Воздух в зале Качаловского пахнет не апельсинами. Он пахнет старым деревом, сухим гримом и той особенной театральной пылью, которая оседает на костюмах, если их не вынимали из сундуков тридцать лет. Именно столько — тридцать лет — спектакль «Любовь к трем апельсинам» пролежал в архивах театра, прежде чем Александр Славутский решил вернуть его на сцену. Возвращение вышло тревожным.

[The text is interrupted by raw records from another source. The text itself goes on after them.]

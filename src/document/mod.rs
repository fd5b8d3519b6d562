//! Documents - typed records kept in a named collection.
//!
//! A document is addressed by its application-level `id`, never by the
//! key the store assigns internally. The key travels alongside the data
//! in [`Stored`] so it can be reported once, on insert, and nowhere else.
//!
//! ## Example
//!
//! ```ignore
//! use bookstore::{Document, DocumentsExt, InMemoryStore};
//!
//! #[derive(Serialize, Deserialize, Clone, Document)]
//! #[document(collection = "books")]
//! struct BookRecord {
//!     #[document(id)]
//!     pub id: String,
//!     pub title: String,
//! }
//!
//! let store = InMemoryStore::new();
//! store.documents::<BookRecord>().insert(&book)?;
//! let found = store.documents::<BookRecord>().existence("b1")?;
//! ```

mod key;

use serde::{de::DeserializeOwned, Serialize};

pub use key::StoreKey;

/// Trait for types that can be stored as documents.
pub trait Document: Serialize + DeserializeOwned + Clone + Send + Sync {
    /// The collection name for this document type (e.g., "books").
    /// Becomes a table name in SQLite and a key prefix in memory.
    const COLLECTION: &'static str;

    /// Returns the application-level identifier of this document.
    fn id(&self) -> &str;
}

/// A document together with the key the store assigned to it.
#[derive(Debug, Clone, PartialEq, Eq)]
pub struct Stored<T> {
    pub key: StoreKey,
    pub data: T,
}

/// Outcome of an existence check.
#[derive(Debug, Clone, PartialEq, Eq)]
pub enum Existence<T> {
    Found(Stored<T>),
    NotFound,
}

impl<T> Existence<T> {
    pub fn is_found(&self) -> bool {
        matches!(self, Existence::Found(_))
    }
}

impl<T> From<Option<Stored<T>>> for Existence<T> {
    fn from(value: Option<Stored<T>>) -> Self {
        match value {
            Some(stored) => Existence::Found(stored),
            None => Existence::NotFound,
        }
    }
}
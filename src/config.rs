//! Command-line and environment configuration shared by every service binary.

use std::net::SocketAddr;
use std::time::Duration;

use clap::builder::BoolishValueParser;
use clap::{ArgAction, Parser};

/// Settings every bookstore service reads at startup.
///
/// Each option can come from a flag or from the environment; flags win.
#[derive(Debug, Clone, PartialEq, Eq, Parser)]
#[command(version, about = "Bookstore CRUD microservice")]
pub struct ServiceConfig {
    /// Store connection string: `sqlite://<path>`, `sqlite::memory:` or `memory://`.
    #[arg(long, env = "DATABASE_URI")]
    pub database_uri: String,

    /// Address to listen on. Each binary has its own default port.
    #[arg(long, env = "BIND_ADDR")]
    pub addr: Option<SocketAddr>,

    /// Load the example books before serving.
    #[arg(long, env = "SEED_DATA", action = ArgAction::SetTrue, value_parser = BoolishValueParser::new())]
    pub seed: bool,

    /// Seconds to wait for the store before giving up.
    #[arg(long, env = "CONNECT_TIMEOUT_SECS", default_value_t = 10)]
    pub connect_timeout_secs: u64,
}

impl ServiceConfig {
    /// The configured address, or `default` when none was given.
    pub fn addr_or(&self, default: SocketAddr) -> SocketAddr {
        self.addr.unwrap_or(default)
    }

    pub fn connect_timeout(&self) -> Duration {
        Duration::from_secs(self.connect_timeout_secs)
    }
}
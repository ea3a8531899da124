//! Check a redis server's uptime, memory, clients and replicas

use std::fmt;
use std::time::Duration;

use log::debug;
use redis::InfoDict;
use serde::Deserialize;
use structopt::StructOpt;

use service_checks::{init_logging, CheckError, PerfData, Report, Status};

const MINUTE: u64 = 60;
const HOUR: u64 = MINUTE * 60;
const DAY: u64 = HOUR * 24;

const DEFAULT_TIMEOUT: Duration = Duration::from_secs(10);

/// Check a redis server.
///
/// Runs INFO against the server and checks four things: uptime, memory used,
/// connected clients and connected slaves. The overall status is the worst
/// of the four.
#[derive(Deserialize, StructOpt, Debug)]
#[structopt(
    name = "check-redis (part of service-checks)",
    setting = structopt::clap::AppSettings::ColoredHelp,
    after_help = "Threshold directions:

    Uptime, memory and slaves are floors: the check alerts when the value is
    *less* than the threshold. Clients is a ceiling: the check alerts when
    there are *more* clients than the threshold. All comparisons are strict."
)]
struct Args {
    #[structopt(
        short = "H",
        long = "host",
        help = "The redis host to connect to",
        default_value = "localhost"
    )]
    host: String,
    #[structopt(short = "p", long = "port", default_value = "6379")]
    port: u16,
    #[structopt(short = "P", long = "password", help = "Password to AUTH with")]
    password: Option<String>,
    #[structopt(
        short = "t",
        long = "timeout",
        help = "Seconds to wait for the server. 0 means the default.",
        default_value = "10"
    )]
    timeout: u64,

    #[structopt(long = "up-warn", help = "Warn if uptime seconds is under", default_value = "900")]
    up_warn: u64,
    #[structopt(long = "up-crit", help = "Critical if uptime seconds is under", default_value = "60")]
    up_crit: u64,
    #[structopt(long = "mem-warn", help = "Warn if used MB is under", default_value = "10")]
    mem_warn: f64,
    #[structopt(long = "mem-crit", help = "Critical if used MB is under", default_value = "20")]
    mem_crit: f64,
    #[structopt(long = "clients-warn", help = "Warn if clients are over", default_value = "1")]
    clients_warn: u64,
    #[structopt(long = "clients-crit", help = "Critical if clients are over", default_value = "2")]
    clients_crit: u64,
    #[structopt(long = "slaves-warn", help = "Warn if slaves are under", default_value = "0")]
    slaves_warn: u64,
    #[structopt(long = "slaves-crit", help = "Critical if slaves are under", default_value = "0")]
    slaves_crit: u64,
}

impl Args {
    /// The connect, read and write timeout; redis rejects a zero duration
    fn timeout(&self) -> Duration {
        match self.timeout {
            0 => DEFAULT_TIMEOUT,
            secs => Duration::from_secs(secs),
        }
    }
}

/// The fields of INFO that we care about
#[derive(Debug, PartialEq)]
struct RedisInfo {
    uptime_in_seconds: u64,
    used_memory: u64,
    connected_clients: u64,
    connected_slaves: u64,
}

impl RedisInfo {
    /// Used memory in MiB, rounded to two decimal places
    fn used_memory_mb(&self) -> f64 {
        let mb = self.used_memory as f64 / 1024.0 / 1024.0;
        (mb * 100.0).round() / 100.0
    }

    /// Pull the fields we need out of an INFO reply
    fn from_info(info: &InfoDict) -> Result<RedisInfo, CheckError> {
        let field = |name: &str| -> Result<u64, CheckError> {
            match info.get::<u64>(name) {
                Some(value) => Ok(value),
                None => Err(CheckError::Malformed(match info.get::<String>(name) {
                    Some(raw) => format!("Malformed INFO response: {} is '{}'", name, raw),
                    None => format!("Malformed INFO response: no {}", name),
                })),
            }
        };

        Ok(RedisInfo {
            uptime_in_seconds: field("uptime_in_seconds")?,
            used_memory: field("used_memory")?,
            connected_clients: field("connected_clients")?,
            connected_slaves: field("connected_slaves")?,
        })
    }
}

/// Where a server lives, for error messages
struct Address<'a> {
    host: &'a str,
    port: u16,
}

impl<'a> fmt::Display for Address<'a> {
    fn fmt(&self, f: &mut fmt::Formatter) -> fmt::Result {
        write!(f, "{}:{}", self.host, self.port)
    }
}

fn fetch_info(args: &Args) -> Result<RedisInfo, CheckError> {
    let address = Address {
        host: &args.host,
        port: args.port,
    };
    let timeout = args.timeout();
    let cant_connect = |e: redis::RedisError| {
        debug!("connecting to {} failed: {}", address, e);
        CheckError::Transport(format!("Can't connect to {}", address))
    };

    let info = redis::ConnectionInfo {
        addr: redis::ConnectionAddr::Tcp(args.host.clone(), args.port),
        redis: redis::RedisConnectionInfo {
            db: 0,
            username: None,
            password: args.password.clone(),
        },
    };
    debug!("connecting to {}", address);
    let client = redis::Client::open(info).map_err(&cant_connect)?;
    let mut con = client
        .get_connection_with_timeout(timeout)
        .map_err(&cant_connect)?;
    con.set_read_timeout(Some(timeout)).map_err(&cant_connect)?;
    con.set_write_timeout(Some(timeout)).map_err(&cant_connect)?;

    let info: InfoDict = redis::cmd("INFO")
        .query(&mut con)
        .map_err(|e| CheckError::Transport(format!("INFO failed on {}: {}", address, e)))?;
    debug!("INFO returned {} fields", info.len());
    RedisInfo::from_info(&info)
}

fn check_uptime(args: &Args, info: &RedisInfo, report: &mut Report) {
    let s = info.uptime_in_seconds;
    let (d, h, m) = (s / DAY, (s % DAY) / HOUR, (s % HOUR) / MINUTE);

    if s < args.up_crit {
        report.push_clause(format!("Uptime is {} seconds", s));
        report.escalate(Status::Critical);
    } else if s < args.up_warn {
        report.push_clause(format!("Uptime is {} minutes", m));
        report.escalate(Status::Warning);
    } else {
        let days = if d == 1 { "day" } else { "days" };
        report.push_clause(format!("Uptime is {} {}, {}:{} h", d, days, h, m));
    }
}

fn check_memory(args: &Args, info: &RedisInfo, report: &mut Report) {
    let mem = info.used_memory_mb();
    if mem < args.mem_crit {
        report.escalate(Status::Critical);
    } else if mem < args.mem_warn {
        report.escalate(Status::Warning);
    }
    report.push_clause(format!("Used Memory: {:.2} MB", mem));
}

fn check_clients(args: &Args, info: &RedisInfo, report: &mut Report) {
    let clients = info.connected_clients;
    if clients > args.clients_crit {
        report.escalate(Status::Critical);
    } else if clients > args.clients_warn {
        report.escalate(Status::Warning);
    }
    report.push_clause(format!("Connected Clients: {}", clients));
}

fn check_slaves(args: &Args, info: &RedisInfo, report: &mut Report) {
    let slaves = info.connected_slaves;
    if slaves < args.slaves_crit {
        report.escalate(Status::Critical);
    } else if slaves < args.slaves_warn {
        report.escalate(Status::Warning);
    }
    report.push_clause(format!("Connected Slaves: {}", slaves));
}

fn do_check(args: &Args, info: &RedisInfo) -> Report {
    let mut report = Report::empty();
    check_uptime(args, info, &mut report);
    check_memory(args, info, &mut report);
    check_clients(args, info, &mut report);
    check_slaves(args, info, &mut report);

    report.push_perf(
        PerfData::new("uptime", info.uptime_in_seconds)
            .with_unit("s")
            .with_thresholds(args.up_warn, args.up_crit),
    );
    report.push_perf(
        PerfData::new("connectedClients", info.connected_clients)
            .with_thresholds(args.clients_warn, args.clients_crit),
    );
    report.push_perf(
        PerfData::new("connectedSlaves", info.connected_slaves)
            .with_thresholds(args.slaves_warn, args.slaves_crit),
    );
    report.push_perf(
        PerfData::new("usedMemory", format!("{:.2}", info.used_memory_mb()))
            .with_unit("MB")
            .with_thresholds(args.mem_warn, args.mem_crit),
    );
    report
}

fn run(args: &Args) -> Report {
    match fetch_info(args) {
        Ok(info) => do_check(args, &info),
        Err(e) => e.into_report(),
    }
}

#[cfg_attr(test, allow(dead_code))]
fn main() {
    init_logging();
    let args = Args::from_args();
    run(&args).exit();
}
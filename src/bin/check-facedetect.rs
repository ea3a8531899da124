//! Check the status endpoint of a face detection service

use std::time::Duration;

use log::debug;
use reqwest::blocking::Client;
use serde::Deserialize;
use serde_json::{Map, Value};
use structopt::StructOpt;

use service_checks::{init_logging, CheckError, PerfData, Report, Status};

const DEFAULT_TIMEOUT: u64 = 10;

/// Query the /status endpoint of a face detection service.
///
/// The endpoint must return a JSON object with a string `status` field. Every
/// other field is reported as integer performance data.
#[derive(Deserialize, StructOpt, Debug)]
#[structopt(
    name = "check-facedetect (part of service-checks)",
    setting = structopt::clap::AppSettings::ColoredHelp
)]
struct Args {
    #[structopt(short = "H", long = "hostname", help = "The host to query")]
    hostname: String,
    #[structopt(
        short = "p",
        long = "port",
        help = "Use the following port",
        default_value = "4000"
    )]
    port: u16,
    #[structopt(short = "S", long = "use-ssl", help = "Use HTTPS instead of HTTP")]
    use_ssl: bool,
    #[structopt(
        short = "e",
        long = "expected",
        help = "Go critical unless the status contains this string"
    )]
    expected: Option<String>,
    #[structopt(
        short = "t",
        long = "timeout",
        help = "Seconds to wait for a response. 0 means the default.",
        default_value = "10"
    )]
    timeout: u64,
}

impl Args {
    fn url(&self) -> String {
        let scheme = if self.use_ssl { "https" } else { "http" };
        format!("{}://{}:{}/status", scheme, self.hostname, self.port)
    }

    fn timeout(&self) -> Duration {
        if self.timeout > 0 {
            Duration::from_secs(self.timeout)
        } else {
            Duration::from_secs(DEFAULT_TIMEOUT)
        }
    }
}

/// GET the status url and parse its body as a json object
fn fetch_status(url: &str, timeout: Duration) -> Result<Map<String, Value>, CheckError> {
    debug!("querying {}", url);
    let client = Client::builder()
        .timeout(timeout)
        .build()
        .map_err(|e| CheckError::Transport(e.to_string()))?;
    let body = client
        .get(url)
        .send()
        .and_then(|response| response.error_for_status())
        .and_then(|response| response.text())
        .map_err(|e| CheckError::Transport(e.to_string()))?;
    debug!("received {:?}", body);
    parse_body(&body)
}

fn parse_body(body: &str) -> Result<Map<String, Value>, CheckError> {
    match serde_json::from_str(body) {
        Ok(Value::Object(map)) => {
            if map.is_empty() {
                Err(no_data())
            } else {
                Ok(map)
            }
        }
        _ => Err(no_data()),
    }
}

fn no_data() -> CheckError {
    CheckError::Malformed("No data received".to_owned())
}

/// Interpret a json value the way `int()` would
fn as_integer(value: &Value) -> Option<i64> {
    match *value {
        Value::Number(ref n) => n.as_i64().or_else(|| n.as_f64().map(|f| f.trunc() as i64)),
        Value::Bool(b) => Some(b as i64),
        Value::String(ref s) => {
            let s = s.trim();
            s.parse::<i64>()
                .ok()
                .or_else(|| s.parse::<f64>().ok().filter(|f| f.is_finite()).map(|f| f.trunc() as i64))
        }
        _ => None,
    }
}

fn do_check(expected: Option<&str>, mut payload: Map<String, Value>) -> Result<Report, CheckError> {
    let status = match payload.remove("status") {
        Some(Value::String(status)) => status,
        _ => return Err(CheckError::Malformed("No status field in response".to_owned())),
    };

    let ret = match expected {
        Some(expected) if !status.contains(expected) => Status::Critical,
        _ => Status::Ok,
    };

    let mut report = Report::new(ret, status);
    for (key, value) in &payload {
        let value = as_integer(value)
            .ok_or_else(|| CheckError::Malformed(format!("Invalid value for '{}'", key)))?;
        report.push_perf(PerfData::new(key.as_str(), value));
    }
    Ok(report)
}

fn run(args: &Args) -> Report {
    if args.hostname.is_empty() {
        return Report::new(Status::Unknown, "Hostname is missing");
    }
    fetch_status(&args.url(), args.timeout())
        .and_then(|payload| do_check(args.expected.as_ref().map(String::as_str), payload))
        .unwrap_or_else(CheckError::into_report)
}

#[cfg_attr(test, allow(dead_code))]
fn main() {
    init_logging();
    let args = Args::from_args();
    run(&args).exit();
}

Сценография встречает нас условной площадкой уличного театра — решеткой, которая одновременно и отделяет, и приглашает. Это пространство карнавала, где всё понарошку: костюмы с треугольниками и ромбами — дань комедии дель арте, одинаковые парики-каре, превращающие актеров в кукол, рифмованные строки, которые должны звучать легко. Но вот парадокс: чем условнее мир, тем отчётливее в нём проступает невыносимая тяжесть бытия. Славутский ставит музыкально-театральную феерию, а получается — если пользоваться языком театральных метафор — карнавал, который не знает, куда идти.
Но дело не только в тридцатилетнем перерыве. Дело в том, как этот спектакль вписывается в сегодняшний театральный ландшафт. Смотришь на сцену-решетку и невольно вспоминаешь другие сцены — те, что были пустыми. Те, где вместо балагана стояли чемоданы. Всё дело в тишине. Той тишине, которую Женовач, постановщик недавней версии «Вишнёвого сада», сделал главным героем. Он сократил текст до предела, обнажив паузы. Он вынес на сцену чемоданы Боровского — символы готовности к бегству. Финальный монолог Фирса в той постановке звучал не как старческое бормотание, а как диагноз эпохе. Славутский идёт обратным путём. Он не обнажает — он маскирует. Он засыпает тревогу рифмами, прячет растерянность за карнавальными рожами. Но маски не держатся.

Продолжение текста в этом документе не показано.